Bogdonavich placed one boot over the other. Maybe that would keep a tree limb from striking his crotch. He folded his arms and placed his hands in his armpits. That served two purposes: It protected his fingers, and it shielded the arteries under his arms. He hoped his leather A-2 jacket could absorb some of the cuts and scrapes, too. He tucked his chin and closed his eyes.
And then the beating started. Something struck his shins and wrenched him to his left. Something hit him in the back. Something scratched his face. Leaves showered him.
When everything stopped moving, Bogdonavich opened his eyes. He found himself hanging in dappled shade, two feet above the forest floor. He looked up to see his parachute tangled in an oak. Pain radiated all over his body, but nothing felt broken.
He unclipped one of his releases.

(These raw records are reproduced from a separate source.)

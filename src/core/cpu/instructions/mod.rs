// SPDX-License-Identifier: Apache-2.0
// Copyright 2025 itsakeyfut
//
// Licensed under the Apache License, Version 2.0 (the "License");
// you may not use this file except in compliance with the License.
// You may obtain a copy of the License at
//
//     http://www.apache.org/licenses/LICENSE-2.0
//
// Unless required by applicable law or agreed to in writing, software
// distributed under the License is distributed on an "AS IS" BASIS,
// WITHOUT WARRANTIES OR CONDITIONS OF ANY KIND, either express or implied.
// See the License for the specific language governing permissions and
// limitations under the License.

//! Privileged instruction helpers
//!
//! Each helper implements one instruction (or one CP0 register access)
//! after decoding, organized by category:
//!
//! - `cop0`: MFC0/MTC0/DMFC0/DMTC0 and the per-register accessors
//! - `mt`: MT ASE registers, Status/TCStatus/EntryHi synchronization, YIELD
//! - `tlb`: TLBWI/TLBWR/TLBP/TLBR and address translation
//! - `exception`: exception entry, ERET/DERET, DI/EI, WAIT, RDHWR
//! - `fpu`: CFC1/CTC1 and C.cond.fmt

use super::{Cpu, HFlags};
use crate::core::error::{CpuResult, Exception, ExceptionKind};

mod cop0;
mod exception;
mod fpu;
mod mt;
mod tlb;

pub(crate) use mt::masked_vpecontrol;

/// Error code of a TLB exception caused by a refill (no matching entry)
pub const EXCP_TLB_NOMATCH: i32 = 1;

impl Cpu {
    /// Reserved Instruction unless the model implements the MT ASE
    pub(in crate::core::cpu) fn check_mt(&self) -> CpuResult<()> {
        if self.model.has_mt() {
            Ok(())
        } else {
            Err(Exception::new(ExceptionKind::ReservedInstruction))
        }
    }

    /// Reserved Instruction unless the model is 64-bit
    pub(in crate::core::cpu) fn check_64bit(&self) -> CpuResult<()> {
        if self.model.is_64bit() {
            Ok(())
        } else {
            Err(Exception::new(ExceptionKind::ReservedInstruction))
        }
    }

    /// Coprocessor Unusable unless CP0 is accessible
    pub(in crate::core::cpu) fn check_cp0(&self) -> CpuResult<()> {
        if self.hflags.contains(HFlags::CP0) {
            Ok(())
        } else {
            Err(Exception::with_code(ExceptionKind::CoprocessorUnusable, 0))
        }
    }
}
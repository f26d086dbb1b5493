// SPDX-License-Identifier: Apache-2.0
// Copyright 2025 itsakeyfut
//
// Licensed under the Apache License, Version 2.0 (the "License");
// you may not use this file except in compliance with the License.
// You may obtain a copy of the License at
//
//     http://www.apache.org/licenses/LICENSE-2.0
//
// Unless required by applicable law or agreed to in writing, software
// distributed under the License is distributed on an "AS IS" BASIS,
// WITHOUT WARRANTIES OR CONDITIONS OF ANY KIND, either express or implied.
// See the License for the specific language governing permissions and
// limitations under the License.
//! GIC routing into the CPUs and interrupt service

use super::super::*;
use super::{gic_pin, gic_write, machine, route_source};
use crate::core::cpu::{cause, status};
use crate::core::gic::registers::*;

/// Kernel mode, interrupts enabled for IM bit `ip` only
fn enable_interrupt(machine: &mut Machine, cpu: usize, ip: u32) {
    let value = status::IE | (1 << (status::IM_SHIFT + ip));
    machine.cpu_mut(cpu).unwrap().mtc0(12, 0, value as u64).unwrap();
}

fn exc_code(cpu: &Cpu) -> u32 {
    (cpu.cp0().cause & cause::EXC_CODE_MASK) >> cause::EXC_CODE_SHIFT
}

#[test]
fn test_shared_pin_end_to_end() {
    let machine = Machine::new(&MachineConfig {
        cpus: 2,
        num_irq: 4,
        ..Default::default()
    })
    .unwrap();
    route_source(&machine, 0, 0, 2);
    route_source(&machine, 1, 0, 2);

    machine.set_irq(0, true);
    assert!(gic_pin(&machine, 0, 2));

    machine.set_irq(1, true);
    assert!(gic_pin(&machine, 0, 2));

    // Source 1 still holds the pin
    machine.set_irq(0, false);
    assert!(gic_pin(&machine, 0, 2));
    assert_ne!(machine.cpu(0).unwrap().read_cause() & (1 << 12), 0);

    machine.set_irq(1, false);
    assert!(!gic_pin(&machine, 0, 2));
    assert_eq!(machine.cpu(0).unwrap().read_cause() & cause::IP_MASK, 0);
    assert_eq!(machine.pending_lines(1), 0);
}

#[test]
fn test_sources_reach_their_vpe_only() {
    let machine = machine(2);
    route_source(&machine, 2, 1, 0);

    machine.set_irq(2, true);
    assert!(gic_pin(&machine, 1, 0));
    assert_eq!(machine.pending_lines(0), 0);
    assert_eq!(machine.pending_lines(1), 1 << 2);
}

#[test]
fn test_wedge_register_drives_source() {
    let machine = machine(1);
    route_source(&machine, 3, 0, 1);

    gic_write(&machine, 0, GIC_SH_WEDGE_OFS, (1 << 31) | 3);
    assert!(machine.gic().borrow().source(3).unwrap().pending);
    assert!(gic_pin(&machine, 0, 1));

    gic_write(&machine, 0, GIC_SH_WEDGE_OFS, 3);
    assert!(!gic_pin(&machine, 0, 1));
}

#[test]
fn test_service_delivers_interrupt() {
    let mut machine = machine(2);
    route_source(&machine, 0, 0, 2);
    // GIC pin 2 is CPU input 4
    enable_interrupt(&mut machine, 0, 4);

    assert_eq!(machine.service_interrupts(), 0);

    machine.set_irq(0, true);
    assert_eq!(machine.service_interrupts(), 1);

    let cpu = machine.cpu(0).unwrap();
    assert_eq!(exc_code(cpu), 0);
    assert_ne!(cpu.cp0().status & status::EXL, 0);
    assert_eq!(cpu.cp0().epc, 0xFFFF_FFFF_BFC0_0000);
    assert_eq!(cpu.pc(), 0xFFFF_FFFF_8000_0180);

    // EXL now blocks further delivery
    assert_eq!(machine.service_interrupts(), 0);
}

#[test]
fn test_masked_interrupt_is_not_taken() {
    let mut machine = machine(1);
    route_source(&machine, 0, 0, 3);
    enable_interrupt(&mut machine, 0, 4);

    machine.set_irq(0, true);
    assert!(gic_pin(&machine, 0, 3));
    assert_eq!(machine.service_interrupts(), 0);
}

#[test]
fn test_interrupt_wakes_waiting_cpu() {
    let mut machine = machine(1);
    route_source(&machine, 0, 0, 0);
    enable_interrupt(&mut machine, 0, 2);

    let halt = machine.cpu_mut(0).unwrap().wait();
    assert_eq!(halt.unwrap_err().kind, ExceptionKind::Halt);
    assert!(machine.cpu(0).unwrap().is_halted());

    assert_eq!(machine.service_interrupts(), 0);
    assert!(machine.cpu(0).unwrap().is_halted());

    machine.set_irq(0, true);
    assert_eq!(machine.service_interrupts(), 1);
    let cpu = machine.cpu(0).unwrap();
    assert!(!cpu.is_halted());
    assert_eq!(exc_code(cpu), 0);
}

#[test]
fn test_software_interrupt_through_cause() {
    let mut machine = machine(1);
    enable_interrupt(&mut machine, 0, 1);

    machine.cpu_mut(0).unwrap().mtc0(13, 0, 1 << 9).unwrap();
    assert_eq!(machine.pending_lines(0), 0b10);
    assert_eq!(machine.service_interrupts(), 1);
}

The effort left him swinging by his right shoulder, inches off the ground, with a strap digging into his scrotum. Bogdonavich unclipped the other release. He thudded to the dirt. His hip bone slammed into his .45 Colt. That hurt, and he stifled the urge to shout curses. He looked up through the branches at the sky, the deep blue from which he’d fallen.
For a moment, Bogdonavich’s predicament overwhelmed him. Just minutes ago, he’d flown miles above the earth at nearly two hundred miles per hour. Enemy fighters had threatened high-speed death by fire and metal. The thin, cold air of high altitude had forced him to breathe oxygen simply to remain conscious. Now he faced different dangers: on the ground, motionless and alone, in the thick, warm air of summer, in territory held by the enemy. He crept to the edge of the woods, where a pasture pitched downhill.
Three figures appeared on the slope. They trotted uphill toward Bogdonavich, accompanied by a large dog. Bogdonavich dropped his hand to his side. Unclipped his holster, gripped the pistol. But as he watched the people advance toward him, he realized they were not German soldiers. They were civilians: a woman, an old man, and a boy.
Bogdonavich wondered about their loyalties. Were they patriots or collaborators? Maybe neither. Maybe they were only hardworking farmers who just wanted to be left alone.
Over the next few minutes, Bogdonavich realized, fate would have to take its course. He couldn’t shoot civilians, and he sure as hell couldn’t read their minds. He rose to his feet. Held his arms outstretched with palms open, to look as unthreatening as possible.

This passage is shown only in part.